◆ Exercise aim: Beneath this sentence is a set of records; write each of them out exactly.

◆ Material for this exercise:
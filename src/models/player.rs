//! Player and PlayerStats data structures.

use serde::{Deserialize, Serialize};
use uuid::Uuid;

/// Unique identifier for a player (used in matches, groups and lookups).
pub type PlayerId = Uuid;

/// A registered player. Matches and groups reference players by id only.
#[derive(Clone, Debug, Eq, PartialEq, Serialize, Deserialize)]
pub struct Player {
    pub id: PlayerId,
    pub name: String,
}

impl Player {
    /// Create a new player with a fresh id.
    pub fn new(name: impl Into<String>) -> Self {
        Self {
            id: Uuid::new_v4(),
            name: name.into(),
        }
    }
}

/// One row of a group's standings, derived from the group's finished matches.
#[derive(Clone, Debug, Eq, PartialEq, Serialize, Deserialize)]
pub struct PlayerStats {
    pub player_id: PlayerId,
    pub wins: u32,
    pub losses: u32,
    pub points_for: u64,
    pub points_against: u64,
    /// `points_for - points_against`, refreshed after aggregation.
    pub points_diff: i64,
}

impl PlayerStats {
    /// Zeroed stats for a player.
    pub fn new(player_id: PlayerId) -> Self {
        Self {
            player_id,
            wins: 0,
            losses: 0,
            points_for: 0,
            points_against: 0,
            points_diff: 0,
        }
    }

    /// Add one match's score from this player's side.
    pub fn add_points(&mut self, scored: u32, conceded: u32) {
        self.points_for = self.points_for.saturating_add(u64::from(scored));
        self.points_against = self.points_against.saturating_add(u64::from(conceded));
    }

    /// Record a win for this player.
    pub fn add_win(&mut self) {
        self.wins += 1;
    }

    /// Record a loss for this player.
    pub fn add_loss(&mut self) {
        self.losses += 1;
    }

    pub fn refresh_diff(&mut self) {
        let points_for = i64::try_from(self.points_for).unwrap_or(i64::MAX);
        let points_against = i64::try_from(self.points_against).unwrap_or(i64::MAX);
        self.points_diff = points_for - points_against;
    }
}
use std::cell::Cell;

use lexer::FullToken;
use tokens::SyntaxKind;
use typed_index_collections::TiVec;

#[derive(PartialEq, Eq, PartialOrd, Ord, Clone, Copy, Debug)]
pub(crate) struct TokenIdx(u32);

impl From<usize> for TokenIdx {
    fn from(idx: usize) -> TokenIdx {
        TokenIdx(idx as u32)
    }
}

impl From<TokenIdx> for usize {
    fn from(idx: TokenIdx) -> usize {
        idx.0 as usize
    }
}

/// Cursor into the trivia-free token stream. The stream always ends with an
/// `Eof` token, which the cursor refuses to advance past.
pub(crate) struct Parser {
    tokens: TiVec<TokenIdx, FullToken>,
    pos: TokenIdx,
    steps: Cell<u32>,
}

impl Parser {
    pub(crate) fn new(tokens: Vec<FullToken>) -> Parser {
        debug_assert!(matches!(tokens.last(), Some(t) if t.kind == SyntaxKind::Eof));
        Parser { tokens: TiVec::from(tokens), pos: TokenIdx(0), steps: Cell::new(0) }
    }

    pub(crate) fn current(&self) -> &FullToken {
        self.nth(0)
    }

    /// Lookahead: the nth token from the current position, clamped to `Eof`.
    pub(crate) fn nth(&self, n: usize) -> &FullToken {
        let steps = self.steps.get();
        assert!(steps <= 10_000_000, "the parser seems stuck");
        self.steps.set(steps + 1);

        let idx = TokenIdx::from(usize::from(self.pos) + n);
        self.tokens.get(idx).unwrap_or_else(|| self.tokens.last().unwrap())
    }

    pub(crate) fn at(&self, kind: SyntaxKind) -> bool {
        self.current().kind == kind
    }

    pub(crate) fn at_delimiter(&self, text: &str) -> bool {
        self.nth_at_delimiter(0, text)
    }

    pub(crate) fn nth_at_delimiter(&self, n: usize, text: &str) -> bool {
        let token = self.nth(n);
        token.kind == SyntaxKind::Delimiter && token.lexeme == text
    }

    pub(crate) fn at_operator(&self, text: &str) -> bool {
        let token = self.current();
        token.kind == SyntaxKind::Operator && token.lexeme == text
    }

    /// Advances the parser by one token; a no-op at `Eof`.
    pub(crate) fn bump(&mut self) {
        if !self.at(SyntaxKind::Eof) {
            self.pos = TokenIdx::from(usize::from(self.pos) + 1);
        }
    }

    /// Consume the current token if it is the given delimiter.
    pub(crate) fn eat_delimiter(&mut self, text: &str) -> bool {
        if !self.at_delimiter(text) {
            return false;
        }
        self.bump();
        true
    }
}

◆ Response:
filename src/models/player.rs
//! Player and PlayerStats data structures.

use serde::{Deserialize, Serialize};
use uuid::Uuid;

/// Unique identifier for a player (used in matches, groups and lookups).
pub type PlayerId = Uuid;

/// A registered player. Matches and groups reference players by id only.
#[derive(Clone, Debug, Eq, PartialEq, Serialize, Deserialize)]
pub struct Player {
    pub id: PlayerId,
    pub name: String,
}

impl Player {
    /// Create a new player with a fresh id.
    pub fn new(name: impl Into<String>) -> Self {
        Self {
            id: Uuid::new_v4(),
            name: name.into(),
        }
    }
}

/// One row of a group's standings, derived from the group's finished matches.
#[derive(Clone, Debug, Eq, PartialEq, Serialize, Deserialize)]
pub struct PlayerStats {
    pub player_id: PlayerId,
    pub wins: u32,
    pub losses: u32,
    pub points_for: u64,
    pub points_against: u64,
    /// `points_for - points_against`, refreshed after aggregation.
    pub points_diff: i64,
}

impl PlayerStats {
    /// Zeroed stats for a player.
    pub fn new(player_id: PlayerId) -> Self {
        Self {
            player_id,
            wins: 0,
            losses: 0,
            points_for: 0,
            points_against: 0,
            points_diff: 0,
        }
    }

    /// Add one match's score from this player's side.
    pub fn add_points(&mut self, scored: u32, conceded: u32) {
        self.points_for = self.points_for.saturating_add(u64::from(scored));
        self.points_against = self.points_against.saturating_add(u64::from(conceded));
    }

    /// Record a win for this player.
    pub fn add_win(&mut self) {
        self.wins += 1;
    }

    /// Record a loss for this player.
    pub fn add_loss(&mut self) {
        self.losses += 1;
    }

    pub fn refresh_diff(&mut self) {
        let points_for = i64::try_from(self.points_for).unwrap_or(i64::MAX);
        let points_against = i64::try_from(self.points_against).unwrap_or(i64::MAX);
        self.points_diff = points_for - points_against;
    }
}
use std::cell::Cell;

use lexer::FullToken;
use tokens::SyntaxKind;
use typed_index_collections::TiVec;

#[derive(PartialEq, Eq, PartialOrd, Ord, Clone, Copy, Debug)]
pub(crate) struct TokenIdx(u32);

impl From<usize> for TokenIdx {
    fn from(idx: usize) -> TokenIdx {
        TokenIdx(idx as u32)
    }
}

impl From<TokenIdx> for usize {
    fn from(idx: TokenIdx) -> usize {
        idx.0 as usize
    }
}

/// Cursor into the trivia-free token stream. The stream always ends with an
/// `Eof` token, which the cursor refuses to advance past.
pub(crate) struct Parser {
    tokens: TiVec<TokenIdx, FullToken>,
    pos: TokenIdx,
    steps: Cell<u32>,
}

impl Parser {
    pub(crate) fn new(tokens: Vec<FullToken>) -> Parser {
        debug_assert!(matches!(tokens.last(), Some(t) if t.kind == SyntaxKind::Eof));
        Parser { tokens: TiVec::from(tokens), pos: TokenIdx(0), steps: Cell::new(0) }
    }

    pub(crate) fn current(&self) -> &FullToken {
        self.nth(0)
    }

    /// Lookahead: the nth token from the current position, clamped to `Eof`.
    pub(crate) fn nth(&self, n: usize) -> &FullToken {
        let steps = self.steps.get();
        assert!(steps <= 10_000_000, "the parser seems stuck");
        self.steps.set(steps + 1);

        let idx = TokenIdx::from(usize::from(self.pos) + n);
        self.tokens.get(idx).unwrap_or_else(|| self.tokens.last().unwrap())
    }

    pub(crate) fn at(&self, kind: SyntaxKind) -> bool {
        self.current().kind == kind
    }

    pub(crate) fn at_delimiter(&self, text: &str) -> bool {
        self.nth_at_delimiter(0, text)
    }

    pub(crate) fn nth_at_delimiter(&self, n: usize, text: &str) -> bool {
        let token = self.nth(n);
        token.kind == SyntaxKind::Delimiter && token.lexeme == text
    }

    pub(crate) fn at_operator(&self, text: &str) -> bool {
        let token = self.current();
        token.kind == SyntaxKind::Operator && token.lexeme == text
    }

    /// Advances the parser by one token; a no-op at `Eof`.
    pub(crate) fn bump(&mut self) {
        if !self.at(SyntaxKind::Eof) {
            self.pos = TokenIdx::from(usize::from(self.pos) + 1);
        }
    }

    /// Consume the current token if it is the given delimiter.
    pub(crate) fn eat_delimiter(&mut self, text: &str) -> bool {
        if !self.at_delimiter(text) {
            return false;
        }
        self.bump();
        true
    }
}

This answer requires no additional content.